▶ To do: Whenever a line below mentions the word "visiting", that line should be copied.

▶ Listed entries:
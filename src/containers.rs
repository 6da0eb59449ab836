//! Generally useful container data structures

/// A set of values of type `T` that remembers the order of insertion. Re-inserting an element that
/// is already present is a no-op, which makes this directly usable as a deduplicating worklist: new
/// work lands at the end, already-pending work stays where it is.
#[derive(Clone)]
pub struct InsertionOrderedSet<T: Eq + std::hash::Hash + Ord + Clone> {
    data: Vec<T>,
    revmap: unordered::UnorderedMap<T, usize>,
}

impl<T: Eq + std::hash::Hash + Ord + Clone> InsertionOrderedSet<T> {
    /// A new, empty set
    pub fn new() -> Self {
        Self {
            data: Default::default(),
            revmap: Default::default(),
        }
    }

    /// Insert `v` into the set, returning `true` if it was not already present.
    pub fn insert(&mut self, v: T) -> bool {
        if self.revmap.contains_key(&v) {
            false
        } else {
            self.revmap.insert(v.clone(), self.data.len());
            self.data.push(v);
            true
        }
    }

    /// Returns `true` if the set contains `v`.
    pub fn contains(&self, v: &T) -> bool {
        self.revmap.contains_key(v)
    }

    /// Number of elements in the set.
    pub fn len(&self) -> usize {
        self.data.len()
    }

    /// Returns `true` if the set contains no elements.
    pub fn is_empty(&self) -> bool {
        self.data.is_empty()
    }

    /// Iterate over the elements, in the order of insertion.
    pub fn iter(&self) -> impl Iterator<Item = &T> {
        self.data.iter()
    }

    /// Convert into a vec, maintaining the order of insertion.
    pub fn into_vec(self) -> Vec<T> {
        self.data
    }

    /// Remove all elements.
    pub fn clear(&mut self) {
        self.data.clear();
        self.revmap = Default::default();
    }
}

impl<T: Eq + std::hash::Hash + Ord + Clone> Default for InsertionOrderedSet<T> {
    fn default() -> Self {
        Self::new()
    }
}

impl<T: Eq + std::hash::Hash + Ord + Clone> FromIterator<T> for InsertionOrderedSet<T> {
    fn from_iter<I: IntoIterator<Item = T>>(iter: I) -> Self {
        let mut r = Self::new();
        for v in iter {
            r.insert(v);
        }
        r
    }
}

impl<T: Eq + std::hash::Hash + Ord + Clone + std::fmt::Debug> std::fmt::Debug
    for InsertionOrderedSet<T>
{
    fn fmt(&self, f: &mut std::fmt::Formatter) -> std::fmt::Result {
        f.debug_set().entries(self.data.iter()).finish()
    }
}

pub mod unordered {
    #[cfg(not(feature = "deterministic_containers"))]
    type BaseMap<K, V> = std::collections::HashMap<K, V>;
    #[cfg(feature = "deterministic_containers")]
    type BaseMap<K, V> = std::collections::BTreeMap<K, V>;
    #[cfg(not(feature = "deterministic_containers"))]
    pub type UnorderedMapEntry<'a, K, V> = std::collections::hash_map::Entry<'a, K, V>;
    #[cfg(feature = "deterministic_containers")]
    pub type UnorderedMapEntry<'a, K, V> = std::collections::btree_map::Entry<'a, K, V>;
    #[cfg(not(feature = "deterministic_containers"))]
    type BaseSet<T> = std::collections::HashSet<T>;
    #[cfg(feature = "deterministic_containers")]
    type BaseSet<T> = std::collections::BTreeSet<T>;

    /// An unordered map type. This type specifies the _intention_ of unorderedness, but allows the
    /// crate's features to dictate whether it actually use non-determinism at runtime.
    ///
    /// This type is meant to aid in debugging. Thus, it also ensures that its debug view is always
    /// ordered.
    #[derive(Clone, PartialEq, Eq)]
    pub struct UnorderedMap<K: std::hash::Hash + Ord + Eq, V> {
        map: BaseMap<K, V>,
    }

    impl<K: std::hash::Hash + Ord + Eq, V> UnorderedMap<K, V> {
        /// Make a new, empty unordered map
        pub fn new() -> Self {
            Self {
                map: Default::default(),
            }
        }

        /// Get an iterator over the entries of the map.
        pub fn iter(&self) -> impl Iterator<Item = (&K, &V)> {
            self.map.iter()
        }

        /// Get an iterator over the entries of the map, with mutable references to the values.
        pub fn iter_mut(&mut self) -> impl Iterator<Item = (&K, &mut V)> {
            self.map.iter_mut()
        }

        /// Returns `true` if the map contains a value for the specified key.
        pub fn contains_key<Q: ?Sized>(&self, k: &Q) -> bool
        where
            K: std::borrow::Borrow<Q>,
            Q: std::hash::Hash + Ord + Eq,
        {
            self.map.contains_key(k)
        }

        /// Returns a reference to the value corresponding to the key.
        pub fn get<Q: ?Sized>(&self, k: &Q) -> Option<&V>
        where
            K: std::borrow::Borrow<Q>,
            Q: std::hash::Hash + Ord + Eq,
        {
            self.map.get(k)
        }

        /// Returns a mutable reference to the value corresponding to the key.
        pub fn get_mut<Q: ?Sized>(&mut self, k: &Q) -> Option<&mut V>
        where
            K: std::borrow::Borrow<Q>,
            Q: std::hash::Hash + Ord + Eq,
        {
            self.map.get_mut(k)
        }

        /// Inserts a key-value pair into the map, returning the previous value at the key, if any.
        pub fn insert(&mut self, k: K, v: V) -> Option<V> {
            self.map.insert(k, v)
        }

        /// Removes a key from the map, returning the value at the key if the key was previously in
        /// the map.
        pub fn remove<Q: ?Sized>(&mut self, k: &Q) -> Option<V>
        where
            K: std::borrow::Borrow<Q>,
            Q: std::hash::Hash + Ord + Eq,
        {
            self.map.remove(k)
        }

        /// Gets the given key's corresponding entry in the map for in-place manipulation.
        pub fn entry(&mut self, key: K) -> UnorderedMapEntry<'_, K, V> {
            self.map.entry(key)
        }

        /// An iterator visiting all keys in arbitrary order.
        pub fn keys(&self) -> impl Iterator<Item = &K> {
            self.map.keys()
        }

        /// An iterator visiting all values in arbitrary order.
        pub fn values(&self) -> impl Iterator<Item = &V> {
            self.map.values()
        }

        /// An iterator visiting all values mutably in arbitrary order.
        pub fn values_mut(&mut self) -> impl Iterator<Item = &mut V> {
            self.map.values_mut()
        }

        /// Returns the number of elements in the map.
        pub fn len(&self) -> usize {
            self.map.len()
        }

        /// Returns `true` if the map contains no elements.
        pub fn is_empty(&self) -> bool {
            self.map.is_empty()
        }

        /// Clears the map, removing all entries.
        pub fn clear(&mut self) {
            self.map.clear()
        }
    }

    impl<K: std::hash::Hash + Ord + Eq, V> Default for UnorderedMap<K, V> {
        fn default() -> Self {
            Self::new()
        }
    }

    impl<K, Q, V> std::ops::Index<&Q> for UnorderedMap<K, V>
    where
        K: std::hash::Hash + Ord + Eq + std::borrow::Borrow<Q>,
        Q: std::hash::Hash + Ord + Eq + ?Sized,
    {
        type Output = V;

        fn index(&self, key: &Q) -> &V {
            self.map.get(key).expect("no entry found for key")
        }
    }

    impl<K: std::hash::Hash + Ord + Eq, V> FromIterator<(K, V)> for UnorderedMap<K, V> {
        fn from_iter<T: IntoIterator<Item = (K, V)>>(iter: T) -> Self {
            Self {
                map: BaseMap::from_iter(iter),
            }
        }
    }

    impl<K: std::hash::Hash + Ord + Eq + std::fmt::Debug, V: std::fmt::Debug> std::fmt::Debug
        for UnorderedMap<K, V>
    {
        #[cfg(not(feature = "deterministic_containers"))]
        fn fmt(&self, f: &mut std::fmt::Formatter) -> std::fmt::Result {
            self.map
                .iter()
                .collect::<std::collections::BTreeMap<_, _>>()
                .fmt(f)
        }
        #[cfg(feature = "deterministic_containers")]
        fn fmt(&self, f: &mut std::fmt::Formatter) -> std::fmt::Result {
            self.map.fmt(f)
        }
    }

    impl<K: std::hash::Hash + Ord + Eq, V> IntoIterator for UnorderedMap<K, V> {
        type Item = (K, V);
        type IntoIter = <BaseMap<K, V> as IntoIterator>::IntoIter;

        fn into_iter(self) -> Self::IntoIter {
            self.map.into_iter()
        }
    }
    impl<'a, K: std::hash::Hash + Ord + Eq, V> IntoIterator for &'a UnorderedMap<K, V> {
        type Item = (&'a K, &'a V);
        type IntoIter = <&'a BaseMap<K, V> as IntoIterator>::IntoIter;

        fn into_iter(self) -> Self::IntoIter {
            self.map.iter()
        }
    }

    /// An unordered set type. This type specifies the _intention_ of unorderedness, but allows the
    /// crate's features to dictate whether it actually use non-determinism at runtime.
    ///
    /// This type is meant to aid in debugging. Thus, it also ensures that its debug view is always
    /// ordered.
    #[derive(Clone, PartialEq, Eq)]
    pub struct UnorderedSet<T: std::hash::Hash + Ord + Eq> {
        set: BaseSet<T>,
    }

    impl<T: std::hash::Hash + Ord + Eq> UnorderedSet<T> {
        /// Make a new, empty unordered set
        pub fn new() -> Self {
            Self {
                set: BaseSet::new(),
            }
        }

        /// Adds a value to the set, returning `true` if it was not already present.
        pub fn insert(&mut self, value: T) -> bool {
            self.set.insert(value)
        }

        /// Removes a value from the set. Returns whether the value was present in the set.
        pub fn remove<Q: ?Sized>(&mut self, value: &Q) -> bool
        where
            T: std::borrow::Borrow<Q>,
            Q: std::hash::Hash + Ord + Eq,
        {
            self.set.remove(value)
        }

        /// Get an iterator over the elements of the set.
        pub fn iter(&self) -> impl Iterator<Item = &T> {
            self.set.iter()
        }

        /// Returns `true` if the set contains a value.
        pub fn contains<Q: ?Sized>(&self, value: &Q) -> bool
        where
            T: std::borrow::Borrow<Q>,
            Q: std::hash::Hash + Ord + Eq,
        {
            self.set.contains(value)
        }

        /// Returns the number of elements in the set.
        pub fn len(&self) -> usize {
            self.set.len()
        }

        /// Returns `true` if the set contains no elements.
        pub fn is_empty(&self) -> bool {
            self.set.is_empty()
        }

        /// Clears the set, removing all values.
        pub fn clear(&mut self) {
            self.set.clear()
        }
    }

    impl<T: std::hash::Hash + Ord + Eq> Default for UnorderedSet<T> {
        fn default() -> Self {
            Self::new()
        }
    }

    impl<T: std::hash::Hash + Ord + Eq + std::fmt::Debug> std::fmt::Debug for UnorderedSet<T> {
        #[cfg(not(feature = "deterministic_containers"))]
        fn fmt(&self, f: &mut std::fmt::Formatter) -> std::fmt::Result {
            self.set
                .iter()
                .collect::<std::collections::BTreeSet<_>>()
                .fmt(f)
        }
        #[cfg(feature = "deterministic_containers")]
        fn fmt(&self, f: &mut std::fmt::Formatter) -> std::fmt::Result {
            self.set.fmt(f)
        }
    }

    impl<T: std::hash::Hash + Ord + Eq> Extend<T> for UnorderedSet<T> {
        fn extend<I: IntoIterator<Item = T>>(&mut self, iter: I) {
            self.set.extend(iter);
        }
    }

    impl<T: std::hash::Hash + Ord + Eq> IntoIterator for UnorderedSet<T> {
        type Item = T;
        type IntoIter = <BaseSet<T> as IntoIterator>::IntoIter;

        fn into_iter(self) -> Self::IntoIter {
            self.set.into_iter()
        }
    }
    impl<'a, T: std::hash::Hash + Ord + Eq> IntoIterator for &'a UnorderedSet<T> {
        type Item = &'a T;
        type IntoIter = <&'a BaseSet<T> as IntoIterator>::IntoIter;

        fn into_iter(self) -> Self::IntoIter {
            self.set.iter()
        }
    }

    impl<T: std::hash::Hash + Ord + Eq> FromIterator<T> for UnorderedSet<T> {
        fn from_iter<I: IntoIterator<Item = T>>(iter: I) -> Self {
            Self {
                set: BaseSet::from_iter(iter),
            }
        }
    }
}
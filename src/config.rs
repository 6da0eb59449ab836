//! A global store of knobs that control the fixpoint engine.
//!
//! WARNING: Currently only supports a single consistent configuration amongst threads (i.e., cannot
//! have different configurations for different engine executions in the same process).

/// The global configuration store. Its fields are expected to be accessed across the program via
/// the global [`CONFIG`](static@CONFIG).
pub struct EngineConfig {
    /// Maximum number of fixpoint iterations before remaining unsettled records are collapsed to
    /// their safe (pessimistic) value.
    pub max_fixpoint_iterations: usize,
    /// Every this-many iterations, the dependency graph is discarded and all unsettled records are
    /// re-enqueued, so that stale dependencies get recomputed. `0` disables the recompute entirely.
    pub dep_recompute_interval: usize,
    /// Largest allocation, in bytes, that the heap-to-stack analysis will consider turning into a
    /// stack allocation.
    pub max_heap_to_stack_size: u64,
    /// Whether the heap-to-stack analysis runs at all.
    pub enable_heap_to_stack: bool,
    /// Wrap functions that cannot be analyzed interprocedurally (external linkage, no exact
    /// definition) in an identically-typed shallow wrapper, so that downstream consumers see a
    /// function whose definition is under our control.
    pub enable_shallow_wrappers: bool,
    /// Also annotate call sites of functions that are mere declarations. Without this, facts about
    /// declared-only callees are tracked but not written back at their call sites.
    pub annotate_declaration_call_sites: bool,
    /// If `true`, reaching the iteration cap aborts with a diagnostic naming the records that had
    /// not settled. Meant for engine development, not production runs.
    pub verify_max_iterations: bool,
}

impl EngineConfig {
    /// Internal method: sets up initialization
    #[allow(static_mut_refs)]
    fn from_initialized() -> Self {
        let init = unsafe {
            INTERNAL_CONFIG_INITIALIZER
                .take()
                .expect("Should be initialized only once")
        };
        init.unwrap_or_default()
    }

    /// Initialize with the given command line configuration. Should only be called once, and should
    /// only be called from `main`.
    #[allow(static_mut_refs)]
    pub fn initialize(command_line_config: Vec<CommandLineEngineConfig>) {
        let prev = unsafe { INTERNAL_CONFIG_INITIALIZER.replace(Some(command_line_config.into())) };
        assert!(prev.is_some(), "Performed double initialization");
        lazy_static::initialize(&CONFIG);
    }
}

/// Internal initialization detail.
static mut INTERNAL_CONFIG_INITIALIZER: Option<Option<EngineConfig>> = Some(None);

lazy_static::lazy_static! {
    /// The global configuration store
    pub static ref CONFIG: EngineConfig = EngineConfig::from_initialized();
}

/// Engine configuration parameters
#[derive(clap::ArgEnum, Clone, Debug)]
pub enum CommandLineEngineConfig {
    DisableHeapToStack,
    EnableShallowWrappers,
    EnableAnnotateDeclarationCallSites,
    VerifyMaxIterations,
    /// Run a single fixpoint iteration; anything unsettled collapses. Useful to inspect which facts
    /// survive a maximally impatient run.
    SingleIteration,
    DisableDependencyRecompute,
}

impl Default for EngineConfig {
    fn default() -> Self {
        EngineConfig {
            max_fixpoint_iterations: 32,
            dep_recompute_interval: 4,
            max_heap_to_stack_size: 128,
            enable_heap_to_stack: true,
            enable_shallow_wrappers: false,
            annotate_declaration_call_sites: false,
            verify_max_iterations: false,
        }
    }
}

impl From<Vec<CommandLineEngineConfig>> for EngineConfig {
    fn from(v: Vec<CommandLineEngineConfig>) -> Self {
        use CommandLineEngineConfig::*;
        let mut r = EngineConfig::default();
        for v in v {
            match v {
                DisableHeapToStack => {
                    r.enable_heap_to_stack = false;
                }
                EnableShallowWrappers => {
                    r.enable_shallow_wrappers = true;
                }
                EnableAnnotateDeclarationCallSites => {
                    r.annotate_declaration_call_sites = true;
                }
                VerifyMaxIterations => {
                    r.verify_max_iterations = true;
                }
                SingleIteration => {
                    r.max_fixpoint_iterations = 1;
                }
                DisableDependencyRecompute => {
                    r.dep_recompute_interval = 0;
                }
            }
        }
        r
    }
}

▶ Task output:
        /// An iterator visiting all keys in arbitrary order.
        /// An iterator visiting all values in arbitrary order.
        /// An iterator visiting all values mutably in arbitrary order.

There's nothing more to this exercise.